**Assignment:** Among the entries that follow, some lines contain the word "derive". Show all of them.

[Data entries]
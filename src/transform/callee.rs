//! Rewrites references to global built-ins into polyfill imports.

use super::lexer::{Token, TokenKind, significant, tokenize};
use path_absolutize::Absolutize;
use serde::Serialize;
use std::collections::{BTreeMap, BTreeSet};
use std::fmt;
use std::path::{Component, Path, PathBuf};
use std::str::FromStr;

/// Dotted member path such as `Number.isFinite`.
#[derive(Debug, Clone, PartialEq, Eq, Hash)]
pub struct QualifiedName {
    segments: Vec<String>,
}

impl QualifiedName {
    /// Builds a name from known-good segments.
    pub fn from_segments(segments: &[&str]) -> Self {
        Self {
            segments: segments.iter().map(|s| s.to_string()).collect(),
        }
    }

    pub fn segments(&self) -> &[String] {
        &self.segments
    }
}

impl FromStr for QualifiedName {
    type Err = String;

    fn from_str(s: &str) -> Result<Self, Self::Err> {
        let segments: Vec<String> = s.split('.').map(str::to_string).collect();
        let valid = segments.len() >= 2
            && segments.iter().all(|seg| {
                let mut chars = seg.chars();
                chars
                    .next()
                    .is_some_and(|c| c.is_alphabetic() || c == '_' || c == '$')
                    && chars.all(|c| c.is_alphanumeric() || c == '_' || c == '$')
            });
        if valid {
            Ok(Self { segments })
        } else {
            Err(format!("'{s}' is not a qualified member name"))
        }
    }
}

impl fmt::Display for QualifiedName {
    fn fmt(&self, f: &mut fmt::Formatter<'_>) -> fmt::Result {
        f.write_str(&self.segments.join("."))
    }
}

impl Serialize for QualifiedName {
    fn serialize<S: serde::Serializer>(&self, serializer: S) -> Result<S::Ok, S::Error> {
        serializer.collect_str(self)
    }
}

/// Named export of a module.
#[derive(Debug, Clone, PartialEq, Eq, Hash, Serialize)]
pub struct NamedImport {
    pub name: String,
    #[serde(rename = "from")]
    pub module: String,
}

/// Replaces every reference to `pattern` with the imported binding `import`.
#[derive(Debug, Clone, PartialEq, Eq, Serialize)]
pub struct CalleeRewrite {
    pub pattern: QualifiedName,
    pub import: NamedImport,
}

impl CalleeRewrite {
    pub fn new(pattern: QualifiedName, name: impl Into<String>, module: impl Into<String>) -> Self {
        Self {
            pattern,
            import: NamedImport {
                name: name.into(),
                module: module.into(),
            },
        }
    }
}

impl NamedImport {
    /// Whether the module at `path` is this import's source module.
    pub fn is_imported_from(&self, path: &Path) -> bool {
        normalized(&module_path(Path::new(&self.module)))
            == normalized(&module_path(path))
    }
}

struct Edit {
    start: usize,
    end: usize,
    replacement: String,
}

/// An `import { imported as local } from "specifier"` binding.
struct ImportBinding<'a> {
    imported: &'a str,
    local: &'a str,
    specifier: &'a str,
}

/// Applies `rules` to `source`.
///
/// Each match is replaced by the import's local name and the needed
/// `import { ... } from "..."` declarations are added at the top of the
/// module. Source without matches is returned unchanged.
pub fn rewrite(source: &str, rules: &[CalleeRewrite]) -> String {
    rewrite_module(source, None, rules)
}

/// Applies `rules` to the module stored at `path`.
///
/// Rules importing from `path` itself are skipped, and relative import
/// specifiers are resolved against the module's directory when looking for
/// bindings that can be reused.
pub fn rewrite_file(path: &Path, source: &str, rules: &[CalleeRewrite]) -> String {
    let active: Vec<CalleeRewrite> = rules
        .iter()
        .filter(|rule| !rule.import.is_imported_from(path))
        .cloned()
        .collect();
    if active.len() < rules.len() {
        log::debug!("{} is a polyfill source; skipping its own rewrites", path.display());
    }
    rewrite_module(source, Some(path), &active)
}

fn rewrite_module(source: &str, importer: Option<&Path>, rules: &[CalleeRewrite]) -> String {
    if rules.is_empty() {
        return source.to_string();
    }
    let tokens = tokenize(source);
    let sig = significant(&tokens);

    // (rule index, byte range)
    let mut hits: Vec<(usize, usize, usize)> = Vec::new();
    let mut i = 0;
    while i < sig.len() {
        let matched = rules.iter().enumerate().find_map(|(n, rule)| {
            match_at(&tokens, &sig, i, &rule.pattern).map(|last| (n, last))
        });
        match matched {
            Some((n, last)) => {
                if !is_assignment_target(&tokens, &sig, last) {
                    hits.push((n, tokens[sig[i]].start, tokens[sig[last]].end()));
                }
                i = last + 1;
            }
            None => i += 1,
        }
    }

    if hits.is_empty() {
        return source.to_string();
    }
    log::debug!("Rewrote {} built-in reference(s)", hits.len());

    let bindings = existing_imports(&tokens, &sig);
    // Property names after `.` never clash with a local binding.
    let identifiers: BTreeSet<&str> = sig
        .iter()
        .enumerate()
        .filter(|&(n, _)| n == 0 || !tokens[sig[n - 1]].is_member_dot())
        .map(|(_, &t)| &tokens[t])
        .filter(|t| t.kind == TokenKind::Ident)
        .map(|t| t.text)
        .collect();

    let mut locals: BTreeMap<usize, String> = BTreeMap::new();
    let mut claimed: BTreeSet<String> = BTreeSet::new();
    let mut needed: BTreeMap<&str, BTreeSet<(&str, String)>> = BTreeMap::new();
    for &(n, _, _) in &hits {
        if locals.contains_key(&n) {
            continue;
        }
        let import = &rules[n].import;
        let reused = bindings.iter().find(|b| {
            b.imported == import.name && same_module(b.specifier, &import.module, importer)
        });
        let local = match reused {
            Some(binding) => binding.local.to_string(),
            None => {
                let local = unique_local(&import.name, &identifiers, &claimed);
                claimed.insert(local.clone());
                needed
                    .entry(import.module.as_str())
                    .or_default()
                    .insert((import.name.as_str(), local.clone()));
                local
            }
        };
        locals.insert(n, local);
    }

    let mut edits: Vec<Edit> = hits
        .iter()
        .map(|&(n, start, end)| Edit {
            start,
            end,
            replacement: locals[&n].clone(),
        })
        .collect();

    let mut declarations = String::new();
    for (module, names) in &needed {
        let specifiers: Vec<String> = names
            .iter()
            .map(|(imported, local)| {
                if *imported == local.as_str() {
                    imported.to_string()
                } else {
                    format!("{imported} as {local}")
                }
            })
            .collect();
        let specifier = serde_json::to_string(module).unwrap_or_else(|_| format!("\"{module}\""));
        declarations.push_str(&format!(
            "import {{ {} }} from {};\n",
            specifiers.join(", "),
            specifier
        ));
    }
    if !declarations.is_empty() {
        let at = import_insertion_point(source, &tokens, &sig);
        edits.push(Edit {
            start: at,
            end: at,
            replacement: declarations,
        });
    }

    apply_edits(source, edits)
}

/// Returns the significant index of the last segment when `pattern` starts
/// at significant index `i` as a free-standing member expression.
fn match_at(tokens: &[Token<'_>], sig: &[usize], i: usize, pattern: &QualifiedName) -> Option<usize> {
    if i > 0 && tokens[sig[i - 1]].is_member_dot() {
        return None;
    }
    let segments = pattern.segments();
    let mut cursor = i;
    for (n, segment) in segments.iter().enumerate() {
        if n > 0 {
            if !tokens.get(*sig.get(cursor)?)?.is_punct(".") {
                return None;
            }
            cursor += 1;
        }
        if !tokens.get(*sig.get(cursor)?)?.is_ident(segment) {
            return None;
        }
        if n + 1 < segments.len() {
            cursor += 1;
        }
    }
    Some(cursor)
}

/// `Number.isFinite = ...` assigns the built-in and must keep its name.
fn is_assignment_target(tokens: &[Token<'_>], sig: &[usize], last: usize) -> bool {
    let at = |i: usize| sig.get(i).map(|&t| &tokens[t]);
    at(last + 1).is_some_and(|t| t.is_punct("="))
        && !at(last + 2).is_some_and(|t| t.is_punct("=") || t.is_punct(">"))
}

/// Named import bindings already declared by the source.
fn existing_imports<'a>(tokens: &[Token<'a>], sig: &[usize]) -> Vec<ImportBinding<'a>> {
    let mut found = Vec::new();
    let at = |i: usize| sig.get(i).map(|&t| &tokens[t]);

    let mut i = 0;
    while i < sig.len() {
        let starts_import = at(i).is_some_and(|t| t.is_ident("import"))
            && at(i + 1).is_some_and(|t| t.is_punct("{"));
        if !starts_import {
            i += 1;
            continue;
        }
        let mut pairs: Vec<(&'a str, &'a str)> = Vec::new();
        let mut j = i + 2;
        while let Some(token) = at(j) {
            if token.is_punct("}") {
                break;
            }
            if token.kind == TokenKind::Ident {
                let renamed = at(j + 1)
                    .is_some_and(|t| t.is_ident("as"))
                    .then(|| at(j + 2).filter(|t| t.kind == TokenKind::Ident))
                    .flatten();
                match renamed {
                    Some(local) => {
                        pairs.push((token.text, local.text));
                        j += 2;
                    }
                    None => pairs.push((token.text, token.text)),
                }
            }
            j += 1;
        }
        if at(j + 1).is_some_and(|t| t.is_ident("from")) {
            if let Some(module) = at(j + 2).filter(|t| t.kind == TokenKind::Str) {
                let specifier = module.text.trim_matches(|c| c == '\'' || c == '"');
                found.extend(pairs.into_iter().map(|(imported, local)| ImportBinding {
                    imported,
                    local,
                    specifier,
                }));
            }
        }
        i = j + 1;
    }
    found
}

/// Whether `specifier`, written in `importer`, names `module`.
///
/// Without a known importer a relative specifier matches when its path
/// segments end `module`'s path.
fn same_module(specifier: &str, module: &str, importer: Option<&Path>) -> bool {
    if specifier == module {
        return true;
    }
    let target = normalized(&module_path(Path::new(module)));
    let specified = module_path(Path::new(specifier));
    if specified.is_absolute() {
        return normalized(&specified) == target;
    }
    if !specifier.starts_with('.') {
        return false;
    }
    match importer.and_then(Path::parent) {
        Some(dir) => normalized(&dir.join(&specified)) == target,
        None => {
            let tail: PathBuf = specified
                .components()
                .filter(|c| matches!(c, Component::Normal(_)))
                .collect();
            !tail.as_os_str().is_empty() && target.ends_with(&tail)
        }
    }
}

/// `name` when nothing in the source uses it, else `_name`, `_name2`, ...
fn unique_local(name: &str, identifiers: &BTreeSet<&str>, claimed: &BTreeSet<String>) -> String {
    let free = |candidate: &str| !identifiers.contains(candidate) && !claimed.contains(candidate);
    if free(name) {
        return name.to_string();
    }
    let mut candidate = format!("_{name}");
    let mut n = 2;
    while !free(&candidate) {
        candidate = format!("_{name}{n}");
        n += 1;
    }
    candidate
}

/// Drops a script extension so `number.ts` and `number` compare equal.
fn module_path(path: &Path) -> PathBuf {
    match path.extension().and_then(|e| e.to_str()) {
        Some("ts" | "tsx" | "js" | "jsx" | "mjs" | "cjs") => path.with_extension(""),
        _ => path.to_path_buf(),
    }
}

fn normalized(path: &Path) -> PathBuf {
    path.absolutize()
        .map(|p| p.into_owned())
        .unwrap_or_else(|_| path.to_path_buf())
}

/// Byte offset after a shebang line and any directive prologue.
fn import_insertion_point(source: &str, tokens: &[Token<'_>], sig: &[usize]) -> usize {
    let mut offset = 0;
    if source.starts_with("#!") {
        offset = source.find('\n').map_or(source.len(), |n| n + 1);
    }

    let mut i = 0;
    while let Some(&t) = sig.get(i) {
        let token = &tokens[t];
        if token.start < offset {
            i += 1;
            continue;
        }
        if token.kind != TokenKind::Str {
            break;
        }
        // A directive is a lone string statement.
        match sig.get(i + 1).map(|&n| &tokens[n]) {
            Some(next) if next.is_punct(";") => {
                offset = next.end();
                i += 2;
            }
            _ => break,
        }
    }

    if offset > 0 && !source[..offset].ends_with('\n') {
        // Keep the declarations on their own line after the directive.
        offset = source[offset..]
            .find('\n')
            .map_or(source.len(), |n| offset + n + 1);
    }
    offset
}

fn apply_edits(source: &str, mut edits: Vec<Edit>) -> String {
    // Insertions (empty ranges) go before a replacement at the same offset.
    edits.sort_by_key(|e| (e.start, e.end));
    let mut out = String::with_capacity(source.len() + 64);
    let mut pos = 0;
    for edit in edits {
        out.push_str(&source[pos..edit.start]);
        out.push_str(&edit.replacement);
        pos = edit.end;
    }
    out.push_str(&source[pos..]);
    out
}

**Result of this task:**
#[derive(Debug, Clone, PartialEq, Eq, Hash)]
#[derive(Debug, Clone, PartialEq, Eq, Hash, Serialize)]
#[derive(Debug, Clone, PartialEq, Eq, Serialize)]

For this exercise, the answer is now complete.